Часть I В зеркале языка

Глава 1 Названия цветов радуги

Лондон, 1858 г. Первого июля Линнеевское общество в своей великолепной новой штаб-квартире в Берлингтон-хаус на Пикадилли будет слушать доклад по трудам Чарлза Дарвина и Альфреда Рассела Уоллеса, вместе представляющих теорию эволюции путем естественного отбора. Вскоре взметнется пламя и озарит интеллектуальный небосвод, не оставив в неприкосновенности ни одного уголка человеческого разума. Но хотя пожар дарвинизма довольно скоро настигнет нас, мы начнем не совсем с этого места. Наша история начнется несколькими месяцами ранее и несколькими улицами дальше, в Вестминстере, с довольно неожиданным героем. В сорок девять лет он уже видный политик, член парламента от Оксфордского университета, бывший канцлер казначейства. Но ему еще десять лет до поста премьер-министра и еще дольше – до признания одним из самых великих государственных мужей Великобритании. Надо сказать, последние три года достопочтенный Уильям Юарт Гладстон томился на скамье оппозиции. Но он не зря провел время.

Со всей своей легендарной энергией он посвящает досуг царству разума и всепоглощающей мыслительной страсти: античному барду, который «основал для рода человеческого высокую должность поэта и который построил на собственных принципах такое возвышенное и прочное здание, что оно до сих пор высится недостижимо над делом рук не только обыкновенных, но даже и многих необыкновенных людей»[29]. Эпические поэмы Гомера для Гладстона – не что иное, как «самое выдающееся явление во всей истории собственно человеческой культуры»[30]. «Илиада» и «Одиссея» были всю жизнь его друзьями и приютом в мире литературы со времен обучения в Итоне. Но для Гладстона, человека глубоко религиозного, поэмы Гомера были больше, чем просто литература.[31] Они были его второй Библией, идеальной энциклопедией человеческого характера и опыта, показывающей природу людей в самой замечательной форме, которая только возможна без христианского откровения.

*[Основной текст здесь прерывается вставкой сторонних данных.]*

use super::*;

fn vars(pairs: &[(&str, &str)]) -> HashMap<String, String> {
    pairs
        .iter()
        .map(|(k, v)| (k.to_string(), v.to_string()))
        .collect()
}

#[test]
fn simple_var_substitution() {
    let v = vars(&[("LIMIT", "5")]);
    let result = preprocess_vars("take $LIMIT", &v).unwrap();
    assert_eq!(result, "take 5");
}

#[test]
fn braced_var_substitution() {
    let v = vars(&[("FIELD", "price")]);
    let result = preprocess_vars("pluck ${FIELD}_usd", &v).unwrap();
    assert_eq!(result, "pluck price_usd");
}

#[test]
fn default_value_used() {
    let result = preprocess_vars("take ${LIMIT:10}", &HashMap::new()).unwrap();
    assert_eq!(result, "take 10");
}

#[test]
fn default_value_ignored_when_defined() {
    let v = vars(&[("LIMIT", "42")]);
    let result = preprocess_vars("take ${LIMIT:10}", &v).unwrap();
    assert_eq!(result, "take 42");
}

#[test]
fn undefined_var_error() {
    let err = preprocess_vars("map @\ntake $UNDEF", &HashMap::new()).unwrap_err();
    assert!(err.message.contains("UNDEF"), "{}", err.message);
    assert_eq!(err.position, 11);
}

#[test]
fn undefined_braced_var_error() {
    let err = preprocess_vars("${UNDEF}", &HashMap::new()).unwrap_err();
    assert!(err.message.contains("UNDEF"), "{}", err.message);
}

#[test]
fn unterminated_brace_error() {
    let v = vars(&[("VAR", "x")]);
    let err = preprocess_vars("${VAR", &v).unwrap_err();
    assert!(err.message.contains("unterminated"), "{}", err.message);
    let err = preprocess_vars("${VAR:default", &v).unwrap_err();
    assert!(err.message.contains("unterminated"), "{}", err.message);
}

#[test]
fn missing_name_after_brace_error() {
    let err = preprocess_vars("${1}", &HashMap::new()).unwrap_err();
    assert_eq!(err.position, 0);
}

#[test]
fn multiple_vars() {
    let v = vars(&[("A", "1"), ("B", "2")]);
    let result = preprocess_vars("map $A + $B", &v).unwrap();
    assert_eq!(result, "map 1 + 2");
}

#[test]
fn context_references_pass_through() {
    let v = vars(&[("X", "1")]);
    let src = "!reduce $.accumulator + $.current, $\nfilter $ && @ > $X";
    let result = preprocess_vars(src, &v).unwrap();
    assert_eq!(
        result,
        "!reduce $.accumulator + $.current, $\nfilter $ && @ > 1"
    );
}

#[test]
fn dollar_in_strings_ignored() {
    let result = preprocess_vars(r#"map "$HOME", '$USER \' $X'"#, &HashMap::new()).unwrap();
    assert_eq!(result, r#"map "$HOME", '$USER \' $X'"#);
}

#[test]
fn dollar_dollar_escape() {
    let v = vars(&[("X", "val")]);
    assert_eq!(preprocess_vars("$$X", &v).unwrap(), "$X");
    assert_eq!(preprocess_vars("cost $$5", &v).unwrap(), "cost $5");
}

#[test]
fn non_ascii_text_is_preserved() {
    let v = vars(&[("N", "3")]);
    let result = preprocess_vars("map 'é' + \"ü\" ; take $N", &v).unwrap();
    assert_eq!(result, "map 'é' + \"ü\" ; take 3");
}

#[test]
fn preprocess_then_parse() {
    let v = vars(&[("LIMIT", "3"), ("KEY", "region")]);
    let source = "groupBy @.$KEY >>\n  take $LIMIT\n<<\nmap {key: '$KEY'}";
    let processed = preprocess_vars(source, &v).unwrap();
    assert!(processed.contains("groupBy @.region"));
    assert!(processed.contains("'$KEY'"));
    let program = crate::parse_pipeline(&processed).unwrap();
    assert_eq!(program.stages().len(), 3);
}

// --- Environment variable fallback ---

#[test]
fn env_fallback_reads_env_var() {
    unsafe { std::env::set_var("RV_TEST_ENV_VAR_42", "99") };
    let result = preprocess_vars_with_env("take $RV_TEST_ENV_VAR_42", &HashMap::new()).unwrap();
    assert_eq!(result, "take 99");
    unsafe { std::env::remove_var("RV_TEST_ENV_VAR_42") };
}

#[test]
fn env_fallback_explicit_var_takes_priority() {
    let v = vars(&[("RV_TEST_ENV_VAR_43", "1")]);
    unsafe { std::env::set_var("RV_TEST_ENV_VAR_43", "2") };
    let result = preprocess_vars_with_env("$RV_TEST_ENV_VAR_43", &v).unwrap();
    assert_eq!(result, "1");
    unsafe { std::env::remove_var("RV_TEST_ENV_VAR_43") };
}

#[test]
fn env_fallback_undefined_still_errors() {
    let err =
        preprocess_vars_with_env("$RV_TEST_CERTAINLY_UNDEFINED_XYZ", &HashMap::new()).unwrap_err();
    assert!(err.message.contains("RV_TEST_CERTAINLY_UNDEFINED_XYZ"));
}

Монументальный oeuvre[32] Гладстона «Гомер и его время» выходит как раз в марте того же года. Три солидных тома общим объемом свыше 1700 страниц охватывали энциклопедический спектр тем, от географии «Одиссеи» до чувства прекрасного у Гомера, от положения женщин в обществе того времени до моральной характеристики Елены. Одна скромная глава, упрятанная в конец последнего тома, посвящена любопытной и, казалось бы, маловажной теме: «Восприятие и использование цвета у Гомера». Тщательное изучение «Илиады» и «Одиссеи» показало, что в описаниях цветов у Гомера есть нечто неправильное, и выводы, к которым приходит Гладстон, столь радикальны и удивительны, что его современники оказались совершенно к ним не готовы и в основном их проигнорировали. Но пройдет время, и загадка Гладстона снарядит тысячи кораблей в научное путешествие, заметно повлияет на развитие по крайней мере трех академических дисциплин и разожжет войну за контроль над языком между природой и культурой, которой и через 150 лет не видно конца.


Уильям Юарт Гладстон (1809–1898)


Даже во времена, когда сочетание политической власти и величия разума было делом значительно более привычным, исследования Гладстона по Гомеру казались чем-то из ряда вон выходящим. В конце концов, он был активным политиком, и все же его трехтомное сочинение было, несомненно, не меньшим достижением, чем итоговый труд университетского профессора, посвятившего всю жизнь исследованию этой темы. У некоторых, особенно у коллег-политиков, привязанность Гладстона к классикам вызывала недовольство. «Ты так погряз в вопросах о Гомере и греческих словах, – пенял ему однопартиец, – что не читаешь газет и не чувствуешь пульса наших сторонников»[33].

Но для широкой публики виртуозная гомерология Гладстона была предметом восхищения и обожания. Представленный в «Таймс» обзор книги Гладстона[34] был таким длинным, что его пришлось печатать в двух выпусках, и он занял бы в книге такого формата более 30 страниц. Эрудиция Гладстона не переставала впечатлять и интеллектуальные круги. «Немного в Европе общественных деятелей[35], – гласил вердикт одного профессора, – столь ясно мыслящих, зорких и высокообразованных, как мистер Гладстон». В последующие годы корифеи науки в Британии и даже на континенте неоднократно посвящали книги Гладстону – «государственному деятелю, оратору и ученому»[36], «неустанно призывающему изучать Гомера».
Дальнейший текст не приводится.